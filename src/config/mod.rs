//! Ambient configuration (component L): `config.toml` under the user's
//! config directory, holding per-environment URL overrides and secret
//! pointers.

pub mod manager;
pub mod models;

pub use manager::{get_config_dir, ConfigManager};
pub use models::{EnvironmentConfig, GlobalConfig, SecretSource, StoredSecret};
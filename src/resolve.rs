//! Variable Resolver (component C): template expansion of `{{key}}` and the
//! `:key` path-parameter form, built-in dynamic variables, and cycle
//! detection over the layered `ExecutionContext` (component B).

use crate::context::ExecutionContext;
use crate::error::Error;
use chrono::Utc;

/// Per-resolution visit cap for any single key before the resolver reports
/// `VariableResolutionError{CycleOrDepth}` (§4.C).
const MAX_VISITS_PER_KEY: u32 = 10;

/// Selectable at construction. Default is `Lenient` during preparation to
/// preserve Postman compatibility; `Strict` is opt-in (`--strict-variables`).
#[derive(Debug, Clone, Copy, PartialEq, Eq, Default)]
pub enum UndefinedPolicy {
    #[default]
    Lenient,
    Strict,
}

/// Names of undefined references left in place under the lenient policy.
#[derive(Debug, Clone, Default)]
pub struct Diagnostics {
    pub undefined: Vec<String>,
}

pub struct VariableResolver {
    policy: UndefinedPolicy,
}

impl VariableResolver {
    #[must_use]
    pub const fn new(policy: UndefinedPolicy) -> Self {
        Self { policy }
    }

    /// Resolves all `{{...}}` references in `template` against `ctx`,
    /// re-scanning the result after each substitution until no template
    /// remains (two-pass expansion, §8 "Round-trip") or a cycle is detected.
    ///
    /// # Errors
    /// `VariableResolutionError{Undefined}` under the strict policy, or
    /// `VariableResolutionError{CycleOrDepth}` if any key is visited more
    /// than `MAX_VISITS_PER_KEY` times while resolving this one template.
    pub fn resolve(&self, template: &str, ctx: &ExecutionContext) -> Result<(String, Diagnostics), Error> {
        let mut current = template.to_string();
        let mut visits: std::collections::HashMap<String, u32> = std::collections::HashMap::new();
        let mut diagnostics = Diagnostics::default();
        // Byte offset to resume scanning from; advanced past literals we
        // deliberately left unexpanded so a lenient miss doesn't loop forever.
        let mut search_from = 0;

        loop {
            let Some(span) = find_next_template(&current[search_from..]) else {
                return Ok((current, diagnostics));
            };
            let start = search_from + span.start;
            let end = search_from + span.end;
            let name = span.name;

            let count = visits.entry(name.to_string()).or_insert(0);
            *count += 1;
            if *count > MAX_VISITS_PER_KEY {
                return Err(Error::cycle_or_depth(name));
            }

            match resolve_one(name, ctx) {
                Some(value) => {
                    current.replace_range(start..end, &value);
                    // The substitution may itself contain templates (two-pass
                    // expansion); re-scan from the top of the string.
                    search_from = 0;
                }
                None => match self.policy {
                    UndefinedPolicy::Strict => return Err(Error::undefined_variable(name)),
                    UndefinedPolicy::Lenient => {
                        diagnostics.undefined.push(name.to_string());
                        search_from = end;
                    }
                },
            }
        }
    }
}

fn resolve_one(name: &str, ctx: &ExecutionContext) -> Option<String> {
    match name {
        "$guid" => Some(uuid::Uuid::new_v4().to_string()),
        "$timestamp" => Some(Utc::now().timestamp().to_string()),
        "$isoTimestamp" => Some(Utc::now().to_rfc3339()),
        "$randomInt" => Some(fastrand::u32(0..=1000).to_string()),
        _ => ctx.get(name).map(str::to_string),
    }
}

struct TemplateSpan<'a> {
    start: usize,
    end: usize,
    name: &'a str,
}

/// Finds the next `{{...}}` span in `s`, the teacher's brace-scanning style
/// (see `config/server_variable_resolver.rs::find_next_template`).
fn find_next_template(s: &str) -> Option<TemplateSpan<'_>> {
    let start = s.find("{{")?;
    let rel_end = s[start + 2..].find("}}")?;
    let end = start + 2 + rel_end + 2;
    let name = s[start + 2..start + 2 + rel_end].trim();
    Some(TemplateSpan { start, end, name })
}

/// Expands a `:key` path parameter occupying an entire path segment or query
/// value position (`/:foo/`, `?x=:foo`, `?:foo`). A bare `:` followed by a
/// non-identifier character is not a reference — callers only invoke this on
/// segments/values already isolated by the URL grammar, so no boundary
/// scanning is needed here.
#[must_use]
pub fn resolve_path_param(segment: &str, ctx: &ExecutionContext) -> Option<String> {
    let name = segment.strip_prefix(':')?;
    if name.is_empty() || !name.chars().all(|c| c.is_alphanumeric() || c == '_') {
        return None;
    }
    ctx.get(name).map(str::to_string)
}

#[cfg(test)]
mod tests {
    use super::*;
    use crate::context::Scope;

    #[test]
    fn resolves_simple_reference() {
        let mut ctx = ExecutionContext::new();
        ctx.set(Scope::Global, "name", "world");
        let resolver = VariableResolver::new(UndefinedPolicy::Strict);
        let (out, _) = resolver.resolve("hello {{name}}", &ctx).unwrap();
        assert_eq!(out, "hello world");
    }

    #[test]
    fn two_pass_expansion_resolves_nested_reference() {
        let mut ctx = ExecutionContext::new();
        ctx.set(Scope::Global, "a", "{{b}}");
        ctx.set(Scope::Global, "b", "c");
        let resolver = VariableResolver::new(UndefinedPolicy::Strict);
        let (out, _) = resolver.resolve("{{a}}", &ctx).unwrap();
        assert_eq!(out, "c");
    }

    #[test]
    fn self_referencing_key_overflows_to_cycle_error() {
        let mut ctx = ExecutionContext::new();
        ctx.set(Scope::Global, "a", "{{a}}");
        let resolver = VariableResolver::new(UndefinedPolicy::Strict);
        let err = resolver.resolve("{{a}}", &ctx).unwrap_err();
        assert!(matches!(
            err.kind(),
            Some(crate::error::ErrorKind::VariableResolution(
                crate::error::VariableResolutionKind::CycleOrDepth
            ))
        ));
    }

    #[test]
    fn strict_policy_fails_on_undefined() {
        let ctx = ExecutionContext::new();
        let resolver = VariableResolver::new(UndefinedPolicy::Strict);
        assert!(resolver.resolve("{{missing}}", &ctx).is_err());
    }

    #[test]
    fn lenient_policy_leaves_literal_and_records_diagnostic() {
        let ctx = ExecutionContext::new();
        let resolver = VariableResolver::new(UndefinedPolicy::Lenient);
        let (out, diag) = resolver.resolve("{{missing}}", &ctx).unwrap();
        assert_eq!(out, "{{missing}}");
        assert_eq!(diag.undefined, vec!["missing".to_string()]);
    }

    #[test]
    fn no_references_returns_input_unchanged() {
        let ctx = ExecutionContext::new();
        let resolver = VariableResolver::new(UndefinedPolicy::Strict);
        let (out, _) = resolver.resolve("just text", &ctx).unwrap();
        assert_eq!(out, "just text");
    }

    #[test]
    fn resolve_is_idempotent_after_fixed_point() {
        let mut ctx = ExecutionContext::new();
        ctx.set(Scope::Global, "name", "world");
        let resolver = VariableResolver::new(UndefinedPolicy::Strict);
        let (once, _) = resolver.resolve("hello {{name}}", &ctx).unwrap();
        let (twice, _) = resolver.resolve(&once, &ctx).unwrap();
        assert_eq!(once, twice);
    }

    #[test]
    fn path_param_resolves_whole_segment() {
        let mut ctx = ExecutionContext::new();
        ctx.set(Scope::Global, "id", "42");
        assert_eq!(resolve_path_param(":id", &ctx).as_deref(), Some("42"));
    }

    #[test]
    fn bare_colon_is_not_a_reference() {
        let ctx = ExecutionContext::new();
        assert_eq!(resolve_path_param(":", &ctx), None);
    }

    #[test]
    fn builtin_guid_resolves_without_store_entry() {
        let ctx = ExecutionContext::new();
        let resolver = VariableResolver::new(UndefinedPolicy::Strict);
        let (out, _) = resolver.resolve("{{$guid}}", &ctx).unwrap();
        assert_eq!(out.len(), 36);
    }

    #[test]
    fn builtin_random_int_within_range() {
        let ctx = ExecutionContext::new();
        let resolver = VariableResolver::new(UndefinedPolicy::Strict);
        let (out, _) = resolver.resolve("{{$randomInt}}", &ctx).unwrap();
        let n: u32 = out.parse().unwrap();
        assert!(n <= 1000);
    }
}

▶ **WORK INSTRUCTION**
Using only the entries above, output the line with "if *count >", the line with "if name.is_empty() ||", and all lines between them, exactly as they stand.

▶ **THE ANSWER**
            if *count > MAX_VISITS_PER_KEY {
                return Err(Error::cycle_or_depth(name));
            }

            match resolve_one(name, ctx) {
                Some(value) => {
                    current.replace_range(start..end, &value);
                    // The substitution may itself contain templates (two-pass
                    // expansion); re-scan from the top of the string.
                    search_from = 0;
                }
                None => match self.policy {
                    UndefinedPolicy::Strict => return Err(Error::undefined_variable(name)),
                    UndefinedPolicy::Lenient => {
                        diagnostics.undefined.push(name.to_string());
                        search_from = end;
                    }
                },
            }
        }
    }
}

fn resolve_one(name: &str, ctx: &ExecutionContext) -> Option<String> {
    match name {
        "$guid" => Some(uuid::Uuid::new_v4().to_string()),
        "$timestamp" => Some(Utc::now().timestamp().to_string()),
        "$isoTimestamp" => Some(Utc::now().to_rfc3339()),
        "$randomInt" => Some(fastrand::u32(0..=1000).to_string()),
        _ => ctx.get(name).map(str::to_string),
    }
}

struct TemplateSpan<'a> {
    start: usize,
    end: usize,
    name: &'a str,
}

/// Finds the next `{{...}}` span in `s`, the teacher's brace-scanning style
/// (see `config/server_variable_resolver.rs::find_next_template`).
fn find_next_template(s: &str) -> Option<TemplateSpan<'_>> {
    let start = s.find("{{")?;
    let rel_end = s[start + 2..].find("}}")?;
    let end = start + 2 + rel_end + 2;
    let name = s[start + 2..start + 2 + rel_end].trim();
    Some(TemplateSpan { start, end, name })
}

/// Expands a `:key` path parameter occupying an entire path segment or query
/// value position (`/:foo/`, `?x=:foo`, `?:foo`). A bare `:` followed by a
/// non-identifier character is not a reference — callers only invoke this on
/// segments/values already isolated by the URL grammar, so no boundary
/// scanning is needed here.
#[must_use]
pub fn resolve_path_param(segment: &str, ctx: &ExecutionContext) -> Option<String> {
    let name = segment.strip_prefix(':')?;
    if name.is_empty() || !name.chars().all(|c| c.is_alphanumeric() || c == '_') {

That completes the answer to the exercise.